Three primary circulation cells organize atmospheric winds: the tropical Hadley cell (equator to 30° lat, driven by differential solar heating), the mid-latitude Ferrel cell (30° to 60°, driven by baroclinic eddies), and the polar cell (60° to pole, driven by pole-equator temperature gradient). The Coriolis effect deflects these flows, creating trade winds, mid-latitude westerlies, and polar easterlies.
You already know from studying the Hadley cell that the tropics receive more solar energy than the poles, creating a temperature gradient that drives atmospheric circulation. You also know that the Coriolis effect deflects moving air to the right in the Northern Hemisphere and to the left in the Southern Hemisphere. The three-cell model extends these ideas to explain the full pattern of surface winds across the planet — why the tropics have steady easterly trade winds, mid-latitudes have prevailing westerlies, and polar regions have weak easterlies.
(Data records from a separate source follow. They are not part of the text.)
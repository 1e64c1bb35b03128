/*!
Parser-wide configuration that isn't tied to any single option.
 */

/// Settings for a [`Parser`][crate::Parser].
#[derive(Debug, Clone, PartialEq, Eq)]
pub struct Settings {
    /// The program name shown in the usage line. If unset, the first
    /// argument of the most recent parse is used instead.
    pub program_name: Option<String>,

    /// Text appended to the usage line, usually describing the positional
    /// arguments (`filename ...`)
    pub footer: String,

    /// If set, option descriptions in the usage message are wrapped to fit
    /// this many columns
    pub wrap_width: Option<usize>,

    /// If true, a `--` argument ends option processing, and every argument
    /// after it is positional
    pub end_of_options: bool,
}

impl Default for Settings {
    fn default() -> Self {
        Self {
            program_name: None,
            footer: String::new(),
            wrap_width: None,
            end_of_options: true,
        }
    }
}
/*!
The dispatcher: feeds the classified command line from an
[`ArgumentsParser`] into the options of a [`Registry`], then checks that every
required option was given.
 */

use argot_parser::{ArgAccess, ArgumentsParser, Visitor};
use tracing::trace;

use crate::{
    errors::ParseError,
    option::{OptionSpec, SetError},
    registry::{Registry, ShortError},
};

/// Everything a single dispatch produced, apart from the option values
/// themselves (which are stored in the registry).
#[derive(Debug, Default)]
pub(crate) struct Dispatched {
    pub errors: Vec<ParseError>,
    pub rest: Vec<String>,
}

struct Dispatcher<'a> {
    registry: &'a mut Registry,
    out: Dispatched,
}

/// Attach the option's context to an error from applying it
fn describe_failure(spec: &OptionSpec, error: SetError, value: Option<&str>) -> ParseError {
    let name = spec.name().to_owned();
    let value = value.unwrap_or_default().to_owned();

    match error {
        SetError::NeedsValue => ParseError::OptionNeedsValue { name },
        SetError::UnexpectedValue => ParseError::UnexpectedValue { name, value },
        SetError::Invalid(reason) => ParseError::InvalidOptionValue {
            name,
            value,
            reason,
        },
    }
}

/// Apply an occurrence of `spec`. Flags ignore `argument` entirely, so the
/// next command line argument stays available.
fn apply<'arg>(spec: &mut OptionSpec, argument: impl ArgAccess<'arg>) -> Result<(), ParseError> {
    let value = match spec.takes_value() {
        true => argument.take(),
        false => None,
    };

    let result = match value {
        None => spec.set_present(),
        Some(value) => spec.set_value(value),
    };

    result.map_err(|error| describe_failure(spec, error, value))
}

impl Dispatcher<'_> {
    #[inline]
    fn record(&mut self, result: Result<(), ParseError>) {
        if let Err(error) = result {
            trace!(%error, "recorded error");
            self.out.errors.push(error);
        }
    }
}

impl<'arg> Visitor<'arg> for &mut Dispatcher<'_> {
    type Value = ();

    fn visit_positional(self, argument: &'arg str) {
        trace!(argument, "positional");
        self.out.rest.push(argument.to_owned());
    }

    fn visit_long_option(self, option: &'arg str, argument: &'arg str) {
        trace!(option, argument, "long option with value");

        let result = match self.registry.get_mut(option) {
            None => Err(ParseError::UndefinedOption {
                name: option.to_owned(),
            }),
            Some(spec) => spec
                .set_value(argument)
                .map_err(|error| describe_failure(spec, error, Some(argument))),
        };

        self.record(result)
    }

    fn visit_long(self, option: &'arg str, arg: impl ArgAccess<'arg>) {
        trace!(option, "long option");

        let result = match self.registry.get_mut(option) {
            None => Err(ParseError::UndefinedOption {
                name: option.to_owned(),
            }),
            Some(spec) => apply(spec, arg),
        };

        self.record(result)
    }

    fn visit_short(self, option: char, arg: impl ArgAccess<'arg>) {
        trace!(%option, "short option");

        let result = match self.registry.short_lookup().resolve(option) {
            Err(ShortError::Undefined) => Err(ParseError::UndefinedShortOption { short: option }),
            Err(ShortError::Ambiguous) => Err(ParseError::AmbiguousShortOption { short: option }),
            Ok(index) => match self.registry.get_index_mut(index) {
                Some(spec) => apply(spec, arg),
                None => Err(ParseError::UndefinedShortOption { short: option }),
            },
        };

        self.record(result)
    }
}

/// Run every argument through the registry, then check for missing
/// required options. Errors never stop the scan: every argument is
/// processed, and every problem is reported.
pub(crate) fn dispatch<'arg, I>(
    registry: &mut Registry,
    mut arguments: ArgumentsParser<'arg, I>,
) -> Dispatched
where
    I: Iterator<Item = &'arg str>,
{
    let mut dispatcher = Dispatcher {
        registry,
        out: Dispatched::default(),
    };

    while arguments.next_arg(&mut dispatcher).is_some() {}

    let Dispatcher { registry, mut out } = dispatcher;

    out.errors.extend(
        registry
            .iter()
            .filter(|spec| !spec.is_satisfied())
            .map(|spec| ParseError::MissingRequiredOption {
                name: spec.name().to_owned(),
            }),
    );

    out
}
The Hadley cell is the most straightforward. Intense heating near the equator causes air to rise vigorously at the Intertropical Convergence Zone (ITCZ), creating a belt of low pressure, clouds, and rain. This air flows poleward at high altitude, but the Coriolis effect progressively deflects it eastward. By about 30° latitude, the upper-level flow has turned nearly parallel to the latitude lines and can no longer continue poleward efficiently. It piles up, sinks, and compresses — creating the subtropical high-pressure belts that produce the world's great deserts (Sahara, Arabian, Sonoran). The descending air splits: some flows back toward the equator as the surface trade winds (deflected westward by Coriolis, so they blow from the northeast in the Northern Hemisphere), completing the Hadley cell. The rest flows poleward, forming the mid-latitude surface winds.
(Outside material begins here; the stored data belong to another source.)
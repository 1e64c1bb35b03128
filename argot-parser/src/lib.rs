#![no_std]

/*!
Low-level implementation of argument handling. Takes care of splitting a
shell-like command line into arguments and of the distinctions between long
options, short option clusters, and positionals. No type handling happens
here. Usually this is too low level to use directly.
*/

extern crate alloc;

mod cluster;
mod tokenize;

use cluster::Cluster;

pub use tokenize::{TokenizeError, tokenize};

/**
The [`ArgumentsParser`] type operates by passing arguments it finds into a
[`Visitor`], to be handled.
 */
pub trait Visitor<'arg> {
    type Value;

    /// A positional parameter.
    fn visit_positional(self, argument: &'arg str) -> Self::Value;

    /// A long option that definitely has an argument, because it was given
    /// as `--option=argument`
    fn visit_long_option(self, option: &'arg str, argument: &'arg str) -> Self::Value;

    /// A long option or flag, such as `--option`
    fn visit_long(self, option: &'arg str, arg: impl ArgAccess<'arg>) -> Self::Value;

    /// A short option or flag, such as `-o`, or one of the options in a
    /// cluster like `-abc`
    fn visit_short(self, option: char, arg: impl ArgAccess<'arg>) -> Self::Value;
}

/**
[`ArgAccess`] allows a visitor to decide if a given parameter needs an argument,
based on the identity of the flag or option.

Consider `--foo bar`. Is this a pair of parameters (the flag `--foo` and the
positional parameter `bar`) or a single option `--foo bar` that takes an
argument? The [`ArgumentsParser`] can't independently classify a given
argument, so instead, a visitor can request an argument via this trait only for
options that need them.

In a cluster like `-abc`, only `c` can receive an argument (the command line
argument following the cluster); `a` and `b` always get `None`.
*/
pub trait ArgAccess<'arg>: Sized {
    /**
    Get an argument from the parser. This should only be called by options that
    need it; flags should simply ignore it, to ensure that the next command
    line argument can correctly be parsed independently.

    This returns [`None`] if all of the CLI arguments have been exhausted, if
    the option isn't the last one in its cluster, or if the next argument is
    the `--` terminator.
    */
    fn take(self) -> Option<&'arg str>;
}

#[derive(Debug, Clone, Copy)]
enum State<'arg> {
    Ready,
    PositionalOnly,
    ShortInProgress(Cluster<'arg>),
}

/**
An `ArgumentsParser` is the main entry point into `argot_parser`. It parses
arguments in each call to `next_arg`, sending those arguments to the given
[`Visitor`]. It handles distinguishing flags, options, and positionals; logic
related to how options get their argument values, and the `--` terminator.

`argot_parser` operates entirely on borrowed data. The ubiquitous `'arg`
lifetime refers to this borrowed command line data.
*/
#[derive(Debug, Clone)]
pub struct ArgumentsParser<'arg, I> {
    state: State<'arg>,
    terminator: bool,
    args: I,
}

impl<'arg, I> ArgumentsParser<'arg, I>
where
    I: Iterator<Item = &'arg str>,
{
    /**
    Create a new [`ArgumentsParser`] from an iterator of strings, where
    each string is a single argument received from the command line. This
    list should *exclude* the name of the program, which is commonly passed as
    the first argument in the list.
     */
    #[inline]
    #[must_use]
    pub fn new(args: impl IntoIterator<IntoIter = I>) -> Self {
        Self {
            state: State::Ready,
            terminator: true,
            args: args.into_iter(),
        }
    }

    /// Enable or disable the `--` terminator. When disabled, `--` is treated
    /// as a long option with an empty name.
    #[inline]
    #[must_use]
    pub fn with_terminator(self, terminator: bool) -> Self {
        Self { terminator, ..self }
    }

    /// Put `self` into a `PositionalOnly` state, then process a positional
    /// argument
    #[inline]
    fn positional_only_arg<V>(&mut self, visitor: V) -> Option<V::Value>
    where
        V: Visitor<'arg>,
    {
        debug_assert!(!matches!(self.state, State::ShortInProgress(_)));

        self.state = State::PositionalOnly;
        self.args.next().map(|arg| visitor.visit_positional(arg))
    }

    /// Put `self` into a `Ready` state, then return a StandardArgAccess
    #[inline]
    fn standard_arg(&mut self) -> StandardArgAccess<'_, 'arg, I> {
        debug_assert!(!matches!(self.state, State::PositionalOnly));

        self.state = State::Ready;
        StandardArgAccess { parent: self }
    }

    /// Handle one option of a short cluster. If there are more options after
    /// it in the cluster, it can't take an argument, and the rest of the
    /// cluster is saved for the next call; otherwise the next command line
    /// argument is its candidate argument.
    #[inline]
    fn handle_short<V>(&mut self, cluster: Cluster<'arg>, visitor: V) -> V::Value
    where
        V: Visitor<'arg>,
    {
        let (option, rest) = cluster.split_first();

        match Cluster::new(rest) {
            None => visitor.visit_short(option, self.standard_arg()),
            Some(rest) => {
                self.state = State::ShortInProgress(rest);
                visitor.visit_short(option, ClusteredArgAccess)
            }
        }
    }

    pub fn next_arg<V>(&mut self, visitor: V) -> Option<V::Value>
    where
        V: Visitor<'arg>,
    {
        match self.state {
            State::Ready => match self.args.next()? {
                "--" if self.terminator => self.positional_only_arg(visitor),
                argument => Some(match argument.strip_prefix("--") {
                    Some(option) => match split_once(option, b'=') {
                        Some((option, argument)) => visitor.visit_long_option(option, argument),
                        None => visitor.visit_long(option, self.standard_arg()),
                    },
                    None => match argument.strip_prefix('-').and_then(Cluster::new) {
                        Some(cluster) => self.handle_short(cluster, visitor),
                        // Includes a lone `-`, conventionally meaning stdin
                        None => visitor.visit_positional(argument),
                    },
                }),
            },
            State::PositionalOnly => self.positional_only_arg(visitor),
            State::ShortInProgress(cluster) => Some(self.handle_short(cluster, visitor)),
        }
    }
}

/// ArgAccess implementation that gets the next argument from the list.
/// Handles logic around `--` PositionalOnly parameters.
struct StandardArgAccess<'a, 'arg, I> {
    parent: &'a mut ArgumentsParser<'arg, I>,
}

impl<'arg, I> ArgAccess<'arg> for StandardArgAccess<'_, 'arg, I>
where
    I: Iterator<Item = &'arg str>,
{
    fn take(self) -> Option<&'arg str> {
        match self.parent.args.next()? {
            "--" if self.parent.terminator => {
                self.parent.state = State::PositionalOnly;
                None
            }
            arg => Some(arg),
        }
    }
}

/// ArgAccess implementation for an option in the middle of a cluster, which
/// never gets an argument.
struct ClusteredArgAccess;

impl<'arg> ArgAccess<'arg> for ClusteredArgAccess {
    #[inline]
    fn take(self) -> Option<&'arg str> {
        None
    }
}

fn split_once(input: &str, delimiter: u8) -> Option<(&str, &str)> {
    // The delimiter is ASCII, so both sides are still valid UTF-8
    memchr::memchr(delimiter, input.as_bytes()).map(|i| (&input[..i], &input[i + 1..]))
}

#[cfg(test)]
mod tests {
    extern crate std;

    use alloc::{format, string::String, vec::Vec};

    use super::*;

    /// Records every event as a readable string, and takes an argument for
    /// any option named `value` or `v`.
    struct Recorder<'a>(&'a mut Vec<String>);

    impl<'arg> Visitor<'arg> for Recorder<'_> {
        type Value = ();

        fn visit_positional(self, argument: &'arg str) {
            self.0.push(format!("positional {argument}"));
        }

        fn visit_long_option(self, option: &'arg str, argument: &'arg str) {
            self.0.push(format!("--{option}={argument}"));
        }

        fn visit_long(self, option: &'arg str, arg: impl ArgAccess<'arg>) {
            let event = match option {
                "value" => format!("--{option} {:?}", arg.take()),
                _ => format!("--{option}"),
            };
            self.0.push(event);
        }

        fn visit_short(self, option: char, arg: impl ArgAccess<'arg>) {
            let event = match option {
                'v' => format!("-{option} {:?}", arg.take()),
                _ => format!("-{option}"),
            };
            self.0.push(event);
        }
    }

    fn events(args: &[&str], terminator: bool) -> Vec<String> {
        let mut events = Vec::new();
        let mut parser = ArgumentsParser::new(args.iter().copied()).with_terminator(terminator);

        while parser.next_arg(Recorder(&mut events)).is_some() {}

        events
    }

    #[test]
    fn long_forms() {
        assert_eq!(
            events(&["--flag", "--value", "x", "--name=a=b", "input"], true),
            [
                "--flag",
                "--value Some(\"x\")",
                "--name=a=b",
                "positional input"
            ]
        );
    }

    #[test]
    fn long_option_without_value_at_end() {
        assert_eq!(events(&["--value"], true), ["--value None"]);
    }

    #[test]
    fn cluster_only_last_gets_argument() {
        assert_eq!(
            events(&["-avb", "x", "-bv", "y"], true),
            ["-a", "-v None", "-b", "positional x", "-b", "-v Some(\"y\")"]
        );
    }

    #[test]
    fn lone_dash_is_positional() {
        assert_eq!(events(&["-", "a"], true), ["positional -", "positional a"]);
    }

    #[test]
    fn terminator_forces_positionals() {
        assert_eq!(
            events(&["-a", "--", "--flag", "-b", "--"], true),
            ["-a", "positional --flag", "positional -b", "positional --"]
        );
    }

    #[test]
    fn terminator_is_not_an_argument() {
        assert_eq!(
            events(&["--value", "--", "-a"], true),
            ["--value None", "positional -a"]
        );
    }

    #[test]
    fn disabled_terminator_is_an_empty_long() {
        assert_eq!(
            events(&["--", "--value", "--"], false),
            ["--", "--value Some(\"--\")"]
        );
    }

    #[test]
    fn multibyte_shorts() {
        assert_eq!(events(&["-éa"], true), ["-é", "-a"]);
    }
}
The Ferrel cell occupying roughly 30°–60° latitude is fundamentally different from the Hadley cell. It is not a simple thermally driven convection loop. Instead, it is maintained by the churning of mid-latitude weather systems — the extratropical cyclones and anticyclones (baroclinic eddies) that transport heat poleward through their chaotic swirling. The net effect of these eddies produces surface winds that blow generally from the southwest in the Northern Hemisphere — the prevailing westerlies. At the boundary between the Ferrel and Hadley cells (~30°), air descends; at the boundary between the Ferrel and polar cells (~60°), air rises along the polar front, where cold polar air meets warmer mid-latitude air. This convergence zone is where most mid-latitude storms develop.
The polar cell is the simplest and weakest. Cold, dense air sinks over the poles, flows equatorward along the surface, and is deflected by Coriolis into the polar easterlies. When this cold polar air meets the warmer westerlies near 60° latitude, the contrast generates the polar front and its associated jet stream. The boundaries between cells are not rigid walls — they shift seasonally as the sun's direct rays migrate between the Tropics of Cancer and Capricorn. In summer, the Hadley cell expands poleward, pushing subtropical highs and dry conditions into higher latitudes. In winter, it contracts, and the polar front dips equatorward, bringing storm tracks to lower latitudes. This seasonal migration explains much of the world's climate seasonality beyond simple temperature changes.